By including “beds” in the model, we aim to account for any variation in price that is associated with the number of bedrooms, beyond what is already explained by the square footage. This can lead to a more accurate and robust model for predicting apartment prices based on these features.
url_ <- "https://raw.githubusercontent.com/leontoddjohnson/datasets/main/data/apartments/apartments.csv"
apts <- read_delim(url_, delim = ",")
## Rows: 492 Columns: 8
## ── Column specification ────────────────────────────────────────────────────────
## Delimiter: ","
## dbl (8): in_sf, beds, bath, price, year_built, sqft, price_per_sqft, elevation
##
## ℹ Use `spec()` to retrieve the full column specification for this data.
## ℹ Specify the column types or set `show_col_types = FALSE` to quiet this message.
# repeating the transformations
apts <- apts |>
mutate(price_per_sqft_2 = price_per_sqft ^ 2,
log_price = log(price),
sqrt_sqft = sqrt(sqft))
Deviance
Maybe show display?
model1 <- glm(in_sf ~ elevation, data = apts,
family = binomial(link = 'logit'))
model2 <- glm(in_sf ~ sqft, data = apts,
family = binomial(link = 'logit'))
paste("Model 1 Deviance", round(model1$deviance, 1))
## [1] "Model 1 Deviance 300.1"
paste("Model 2 Deviance", round(model2$deviance, 1))

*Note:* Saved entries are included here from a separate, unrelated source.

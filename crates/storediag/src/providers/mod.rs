//! 诊断提供者
//!
//! 每个存储 scheme 一个提供者：声明身份信息、关心的配置键、
//! 初始化前的配置修补和需要探测的网络端点。未注册的 scheme
//! 落到默认提供者，诊断从不因为存储类型不被识别而失败。

pub mod s3a;

use serde::Serialize;

use crate::config::Configuration;
use crate::error::ConfigError;
use crate::probe::EndpointSpec;
use crate::uri::StoreUri;

pub use s3a::S3aProvider;

/// 提供者身份信息
#[derive(Debug, Clone, PartialEq, Eq, Serialize)]
#[serde(rename_all = "camelCase")]
pub struct ProviderIdentity {
    /// 存储类型名称
    pub name: String,
    /// 补充描述，可为空
    pub description: String,
    /// 文档主页，可为空
    pub homepage: String,
}

/// 提供者声明的单个配置键
///
/// `sensitive` 为真的值在报告中会被脱敏。同一提供者的键
/// 互不重复，声明顺序即显示顺序。
#[derive(Debug, Clone, Copy, PartialEq, Eq, Serialize)]
#[serde(rename_all = "camelCase")]
pub struct OptionSpec {
    pub key: &'static str,
    pub sensitive: bool,
}

impl OptionSpec {
    pub const fn plain(key: &'static str) -> Self {
        Self {
            key,
            sensitive: false,
        }
    }

    pub const fn sensitive(key: &'static str) -> Self {
        Self {
            key,
            sensitive: true,
        }
    }
}

/// 按 scheme 特化的诊断逻辑
///
/// 实现必须无状态（构造后不再变化），修补和端点计算都是
/// 确定性的纯计算。
pub trait DiagnosticsProvider: Send + Sync {
    /// 静态身份信息
    fn identity(&self) -> ProviderIdentity;

    /// 该存储类型关心的配置键，按显示顺序
    fn option_specs(&self) -> &[OptionSpec] {
        &[]
    }

    /// 把原始配置修补成初始化时真正生效的视图
    ///
    /// 例如把按 bucket 的覆盖键落到全局键上。失败即
    /// [`ConfigError`]，是整个诊断中唯一的致命错误。
    fn patch_configuration(&self, conf: &Configuration) -> Result<Configuration, ConfigError> {
        Ok(conf.clone())
    }

    /// 需要做 DNS 解析（可选再做连接）的端点列表
    ///
    /// 以修补后的配置为输入；畸形的 URI 片段返回
    /// [`ConfigError::MalformedEndpoint`]。
    fn endpoints_to_probe(&self, conf: &Configuration) -> Result<Vec<EndpointSpec>, ConfigError> {
        let _ = conf;
        Ok(Vec::new())
    }
}

/// 未识别 scheme 的兜底提供者
///
/// 空的配置键列表、空端点、恒等修补。
pub struct DefaultProvider {
    scheme: String,
}

impl DefaultProvider {
    pub fn new(uri: &StoreUri) -> Self {
        Self {
            scheme: uri.scheme().to_string(),
        }
    }
}

impl DiagnosticsProvider for DefaultProvider {
    fn identity(&self) -> ProviderIdentity {
        ProviderIdentity {
            name: format!("Store for scheme {}", self.scheme),
            description: String::new(),
            homepage: String::new(),
        }
    }
}

/// 提供者构造函数
pub type ProviderCtor = fn(&StoreUri) -> Box<dyn DiagnosticsProvider>;

/// scheme 到提供者的静态注册表
///
/// 精确匹配 scheme；未命中返回 [`DefaultProvider`]。
pub struct ProviderRegistry {
    entries: Vec<(&'static str, ProviderCtor)>,
}

impl ProviderRegistry {
    /// 空注册表
    pub fn empty() -> Self {
        Self {
            entries: Vec::new(),
        }
    }

    /// 内置注册表，当前只有 s3a 特化
    pub fn builtin() -> Self {
        let mut registry = Self::empty();
        registry.register("s3a", |uri| Box::new(S3aProvider::new(uri)));
        registry
    }

    /// 注册或覆盖一个 scheme 的提供者
    pub fn register(&mut self, scheme: &'static str, ctor: ProviderCtor) {
        if let Some(entry) = self.entries.iter_mut().find(|(s, _)| *s == scheme) {
            entry.1 = ctor;
        } else {
            self.entries.push((scheme, ctor));
        }
    }

    /// 按 URI 的 scheme 选择提供者
    pub fn select(&self, uri: &StoreUri) -> Box<dyn DiagnosticsProvider> {
        self.entries
            .iter()
            .find(|(scheme, _)| *scheme == uri.scheme())
            .map(|(_, ctor)| ctor(uri))
            .unwrap_or_else(|| Box::new(DefaultProvider::new(uri)))
    }
}

impl Default for ProviderRegistry {
    fn default() -> Self {
        Self::builtin()
    }
}

#[cfg(test)]
mod tests {
    use super::*;

    fn uri(s: &str) -> StoreUri {
        StoreUri::parse(s).unwrap()
    }

    #[test]
    fn test_default_provider_is_total_noop() {
        let provider = DefaultProvider::new(&uri("unknown-scheme://host/p"));
        let conf = Configuration::new().with("some.key", "value");

        assert_eq!(
            provider.identity().name,
            "Store for scheme unknown-scheme"
        );
        assert!(provider.option_specs().is_empty());
        assert_eq!(provider.patch_configuration(&conf).unwrap(), conf);
        assert!(provider.endpoints_to_probe(&conf).unwrap().is_empty());
    }

    #[test]
    fn test_registry_selects_by_exact_scheme() {
        let registry = ProviderRegistry::builtin();
        let provider = registry.select(&uri("s3a://bucket/"));
        assert_eq!(provider.identity().name, "S3A filesystem connector");
    }

    #[test]
    fn test_registry_falls_back_to_default() {
        let registry = ProviderRegistry::builtin();
        let provider = registry.select(&uri("gs://bucket/"));
        assert_eq!(provider.identity().name, "Store for scheme gs");
    }

    #[test]
    fn test_register_overrides_existing_scheme() {
        let mut registry = ProviderRegistry::builtin();
        registry.register("s3a", |u| Box::new(DefaultProvider::new(u)));
        let provider = registry.select(&uri("s3a://bucket/"));
        assert_eq!(provider.identity().name, "Store for scheme s3a");
    }

    #[test]
    fn test_option_spec_uniqueness_in_builtin_providers() {
        let registry = ProviderRegistry::builtin();
        let provider = registry.select(&uri("s3a://bucket/"));
        let specs = provider.option_specs();
        let mut keys: Vec<_> = specs.iter().map(|s| s.key).collect();
        keys.sort_unstable();
        keys.dedup();
        assert_eq!(keys.len(), specs.len());
    }
}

## [1] "Model 2 Deviance 671.6"
#Here are some potential improvements and explanations:
#Enhanced Visualization
#Highlight Observed Data
#Interactive Elements
In this updated version, we increased the line and point sizes for better visibility, highlighted the observed data with a gray dashed line, and improved the legend labels and color palette for clarity. Additionally, we used the minimal theme for a cleaner appearance. These changes enhance the overall readability and interpretability of the plot.
library(ggplot2)
n_flips <- 10
n_observed <- 6
# Generate data frame for likelihood calculation
df_flips <- data.frame(
flips = rep(seq(0, n_flips), 3),
probs = c(rep(0.25, n_flips + 1),
rep(0.5, n_flips + 1),
rep(0.75, n_flips + 1))
)
# Plot likelihood of observing heads
ggplot(data = df_flips,
mapping = aes(x = flips,
y = dbinom(flips, size = n_flips, prob = probs),
color = factor(probs))) +
geom_line(linewidth = 1) + # Use linewidth instead of size
geom_point(size = 3) + # Keep point size as it is
geom_vline(xintercept = n_observed,
color = 'gray', linetype = 'dashed', linewidth = 1) + # Highlight observed data
labs(title = "Likelihood for Candidate Coin Probabailities",
x = "Number of Flips",
y = "Likelihood",
color = "Probability of Heads") + # Update legend title
scale_x_continuous(breaks = 0:10) +
scale_y_continuous(limits = c(0, 0.5)) +
scale_color_manual(values = c("blue", "green", "red"), # Update color palette
labels = c("0.25", "0.50", "0.75")) + # Update legend labels
theme_minimal() # Use minimal theme for cleaner appearance
##Cost Function:
Provides a comprehensive explanation of the cost function in GLMs, illustrating its role in maximizing likelihood and minimizing error. Highlights the importance of understanding cost functions for model fitting and evaluation, emphasizing their practical significance in statistical modeling.
##Logistic Regression:
Offers a succinct overview of logistic regression and its application in binary classification problems. Clarifies the interpretation of model deviance in logistic regression, emphasizing its role in evaluating classification accuracy and model performance.
##Model Comparison:
Presents a thorough examination of various model comparison methods, including deviance, AIC, and BIC. Demonstrates the importance of selecting appropriate criteria for evaluating model fit and highlights the complementary nature of different evaluation metrics.
##ANOVA and Nested Models:
Provides clear insights into ANOVA for nested models and its utility in assessing differences in model deviance. Illustrates the practical application of ANOVA in comparing nested GLM models, emphasizing its role in identifying significant improvements in model fit.